DCH : J'aurais dû être choqué quand dans Les Mirages, l'incroyable Julie Charlet dans le rôle de l'Ombre, salue après son solo, comme au temps de Lifar. Mais tout arrive avec naturel et simplicité, comme un acte authentique qui n'est pas seulement une citation, mais qui nous fait comprendre, émotionnellement, une époque lointaine.

Kader Belarbi : Voilà encore une histoire d'identité. Précisément, cette variation fait partie de l’histoire de la danse, mais elle n'est jamais sortie de l'Opéra de Paris. Désormais nous sommes également propriétaires des décors et des costumes, en accord avec la Fondation Lifar. Ce solo fait partie de tous les concours de l'Opéra de Paris et il y est beaucoup choisi. Il est complet sur la technique demandée: le port de bras, l'entrechat six, la pirouette, l'arabesque, la demi-pointe-talon, la vitesse, l'endurance, car elle est très longue, et au-delà de tout ça, il y a le personnage de l'Ombre où, malgré la plénitude, tout doit être en retenue. Et en effet, quand Charlet salue, elle est authentique, elle n'y va pas pour les applaudissements mais elle reste dans l'émotion de son personnage.

DCH : Même l’aspect suranné du palais de Les Mirages ne brouille pas la perception, car les danseurs évoluent dans une énergie commune qui met l’humain en premier plan, avant le décorum.

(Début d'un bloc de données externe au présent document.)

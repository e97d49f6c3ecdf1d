use anyhow::Result;
use dotenvy::dotenv;
use moviedeck::config::Config;
use tracing::{info, warn};
use tracing_subscriber::EnvFilter;

fn init_tracing() {
    let filter = EnvFilter::try_from_default_env()
        .unwrap_or_else(|_| EnvFilter::new("info,tower_http=info"));
    tracing_subscriber::fmt()
        .with_env_filter(filter)
        .with_target(false)
        .compact()
        .init();
}

#[tokio::main]
async fn main() -> Result<()> {
    // Loaded before tracing so RUST_LOG from .env is honoured; reported after.
    let dotenv_result = dotenv();
    init_tracing();
    match dotenv_result {
        Ok(path) => info!("Loaded environment from {:?}", path),
        Err(e) => warn!("No .env file loaded ({}) - relying on environment", e),
    }
    let config = Config::from_env()?;
    info!("Configuration loaded");
    moviedeck::app::run_server(config).await
}
//! Fetch movies through the repository and print the normalized JSON.
//! Usage:
//!   cargo run --bin tmdb_movies -- list <popular|now_playing|upcoming|top_rated> [pages]
//!   cargo run --bin tmdb_movies -- search <query> [pages]
//!   cargo run --bin tmdb_movies -- movie <tmdb_id>
//! Requires TMDB_API_KEY in the environment (.env supported).

use anyhow::{anyhow, Context, Result};
use dotenvy::dotenv;
use moviedeck::config::Config;
use moviedeck::models::MoviesResponse;
use moviedeck::repository::MoviesRepository;
use moviedeck::tmdb::{image_sizes, TmdbClient};
use serde_json::json;
use std::env;
use std::future::Future;
use std::str::FromStr;
use std::sync::Arc;

#[derive(Debug, Clone, Copy, PartialEq)]
enum Collection {
    Popular,
    NowPlaying,
    Upcoming,
    TopRated,
}

impl FromStr for Collection {
    type Err = anyhow::Error;
    fn from_str(s: &str) -> Result<Self> {
        match s.to_lowercase().as_str() {
            "popular" => Ok(Collection::Popular),
            "now_playing" => Ok(Collection::NowPlaying),
            "upcoming" => Ok(Collection::Upcoming),
            "top_rated" => Ok(Collection::TopRated),
            _ => Err(anyhow!(
                "collection must be one of popular, now_playing, upcoming, top_rated"
            )),
        }
    }
}

#[tokio::main]
async fn main() -> Result<()> {
    dotenv().ok();
    let args: Vec<String> = env::args().collect();
    if args.len() < 3 {
        eprintln!("Usage: cargo run --bin tmdb_movies -- list <collection> [pages]");
        eprintln!("       cargo run --bin tmdb_movies -- search <query> [pages]");
        eprintln!("       cargo run --bin tmdb_movies -- movie <tmdb_id>");
        std::process::exit(1);
    }

    let config = Config::from_env()?;
    let client = TmdbClient::new(config.tmdb_api_key, config.tmdb_base_url)?;
    let repo = MoviesRepository::new(Arc::new(client));

    let pages: u32 = match args.get(3) {
        Some(p) => p.parse().context("pages must be a positive integer")?,
        None => 1,
    };

    match args[1].as_str() {
        "list" => {
            let collection = Collection::from_str(&args[2])?;
            print_pages(&repo, pages, |page| {
                let repo = repo.clone();
                async move {
                    match collection {
                        Collection::Popular => repo.popular_movies(Some(page)).await,
                        Collection::NowPlaying => repo.now_playing_movies(Some(page)).await,
                        Collection::Upcoming => repo.upcoming_movies(Some(page)).await,
                        Collection::TopRated => repo.top_rated_movies(Some(page)).await,
                    }
                }
            })
            .await?
        }
        "search" => {
            let query = args[2].clone();
            print_pages(&repo, pages, |page| {
                let repo = repo.clone();
                let query = query.clone();
                async move { repo.search_movies(&query, Some(page)).await }
            })
            .await?
        }
        "movie" => {
            let id: i32 = args[2].parse().context("tmdb_id must be an integer")?;
            print_movie(&repo, id).await?
        }
        other => return Err(anyhow!("unknown command '{}'", other)),
    }

    Ok(())
}

/// Follows `next_page` until `max_pages` pages are printed or the list ends.
async fn print_pages<F, Fut>(repo: &MoviesRepository, max_pages: u32, fetch: F) -> Result<()>
where
    F: Fn(u32) -> Fut,
    Fut: Future<Output = moviedeck::repository::Result<MoviesResponse>>,
{
    let mut page = Some(1);
    let mut fetched = 0;
    while let Some(current) = page {
        if fetched >= max_pages {
            break;
        }
        let res = fetch(current).await?;
        println!(
            "# page {}/{} ({} results total)",
            res.page, res.total_pages, res.total_results
        );
        for movie in &res.results {
            let poster = repo.image_url(
                movie.poster_path.as_deref(),
                Some(image_sizes::poster::SMALL),
            );
            println!(
                "{}",
                json!({
                    "id": movie.id,
                    "title": movie.title,
                    "release_date": movie.release_date,
                    "vote_average": movie.vote_average,
                    "poster": poster,
                })
            );
        }
        fetched += 1;
        page = res.next_page();
    }
    Ok(())
}

async fn print_movie(repo: &MoviesRepository, id: i32) -> Result<()> {
    let (details, cast, videos) = tokio::try_join!(
        repo.movie_details(id),
        repo.movie_cast(id),
        repo.movie_videos(id),
    )?;
    let cast = cast
        .iter()
        .take(10)
        .map(|c| {
            json!({
                "name": c.name,
                "character": c.character,
                "profile": repo.image_url(c.profile_path.as_deref(), Some(image_sizes::profile::MEDIUM)),
            })
        })
        .collect::<Vec<_>>();
    let out = json!({
        "poster": repo.image_url(details.poster_path.as_deref(), None),
        "backdrop": repo.image_url(details.backdrop_path.as_deref(), Some(image_sizes::backdrop::LARGE)),
        "details": details,
        "cast": cast,
        "videos": videos,
    });
    println!("{}", serde_json::to_string_pretty(&out)?);
    Ok(())
}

Kader Belarbi : Dans certains ballets classiques, je préférerais n’avoir aucun décor, mais on ne peut pas toucher à ça. Il y a les Négrillons, ces petits noirs, ça ne veut plus dire la même chose aujourd’hui qu’à l’époque, mais il faut faire avec. Par contre, le travail avec tous les anciens interprètes et maîtres de ballet a donné un vrai sens, ce qui souligne l’importance de la chaîne de transmission.